**TASK PROMPT**
Return, word for word, the lines of the listing below from the one with "while we waited." through the one with "let value = token.value.clone();", and no other lines.

*** Begin section ***

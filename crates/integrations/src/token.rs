//! # Access Token Cache
//!
//! The only shared mutable state in the service. Readers take the
//! `RwLock` fast path; on a miss, one caller at a time holds the refresh
//! mutex, re-checks, and fetches, so concurrent misses cause a single
//! upstream request.

use async_trait::async_trait;
use chrono::{DateTime, Duration, Utc};
use serde::Deserialize;
use tokio::sync::{Mutex, RwLock};
use tracing::{debug, warn};

/// Tokens are treated as expired this long before the issuer says so.
pub const EXPIRY_MARGIN_SECONDS: i64 = 300;

/// A token as returned by the issuer.
#[derive(Debug, Clone, Deserialize)]
pub struct IssuedToken {
    pub access_token: String,
    /// Lifetime in seconds
    pub expires_in: i64,
}

#[derive(Debug, Clone)]
struct CachedToken {
    value: String,
    expires_at: DateTime<Utc>,
}

impl CachedToken {
    /// A lifetime that cannot be represented leaves the token expired on
    /// arrival: it serves the current caller and the next one refetches.
    fn issued_at(token: IssuedToken, now: DateTime<Utc>) -> Self {
        let expires_at = token
            .expires_in
            .checked_sub(EXPIRY_MARGIN_SECONDS)
            .and_then(Duration::try_seconds)
            .and_then(|lifetime| now.checked_add_signed(lifetime));

        let expires_at = match expires_at {
            Some(expires_at) => expires_at,
            None => {
                warn!(
                    "Token issuer returned an unusable lifetime of {}s; not caching",
                    token.expires_in
                );
                now
            }
        };

        Self {
            value: token.access_token,
            expires_at,
        }
    }

    fn is_valid(&self, now: DateTime<Utc>) -> bool {
        now < self.expires_at
    }
}

#[async_trait]
pub trait TokenFetcher: Send + Sync {
    async fn fetch_token(&self) -> eyre::Result<IssuedToken>;
}

pub struct TokenCache<F> {
    fetcher: F,
    current: RwLock<Option<CachedToken>>,
    refresh: Mutex<()>,
}

impl<F: TokenFetcher> TokenCache<F> {
    pub fn new(fetcher: F) -> Self {
        Self {
            fetcher,
            current: RwLock::new(None),
            refresh: Mutex::new(()),
        }
    }

    /// Returns a token valid right now, fetching a new one when needed.
    pub async fn valid_token(&self) -> eyre::Result<String> {
        if let Some(token) = self.cached().await {
            return Ok(token);
        }

        let _refreshing = self.refresh.lock().await;

        // Another caller may have refreshed while we waited.
        if let Some(token) = self.cached().await {
            return Ok(token);
        }

        let issued = self.fetcher.fetch_token().await?;
        let token = CachedToken::issued_at(issued, Utc::now());
        debug!("Access token refreshed, valid until {}", token.expires_at);

        let value = token.value.clone();
        *self.current.write().await = Some(token);
        Ok(value)
    }

    async fn cached(&self) -> Option<String> {
        let current = self.current.read().await;
        current
            .as_ref()
            .filter(|token| token.is_valid(Utc::now()))
            .map(|token| token.value.clone())
    }
}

*** End section ***

**TASK SOLUTION**
        // Another caller may have refreshed while we waited.
        if let Some(token) = self.cached().await {
            return Ok(token);
        }

        let issued = self.fetcher.fetch_token().await?;
        let token = CachedToken::issued_at(issued, Utc::now());
        debug!("Access token refreshed, valid until {}", token.expires_at);

        let value = token.value.clone();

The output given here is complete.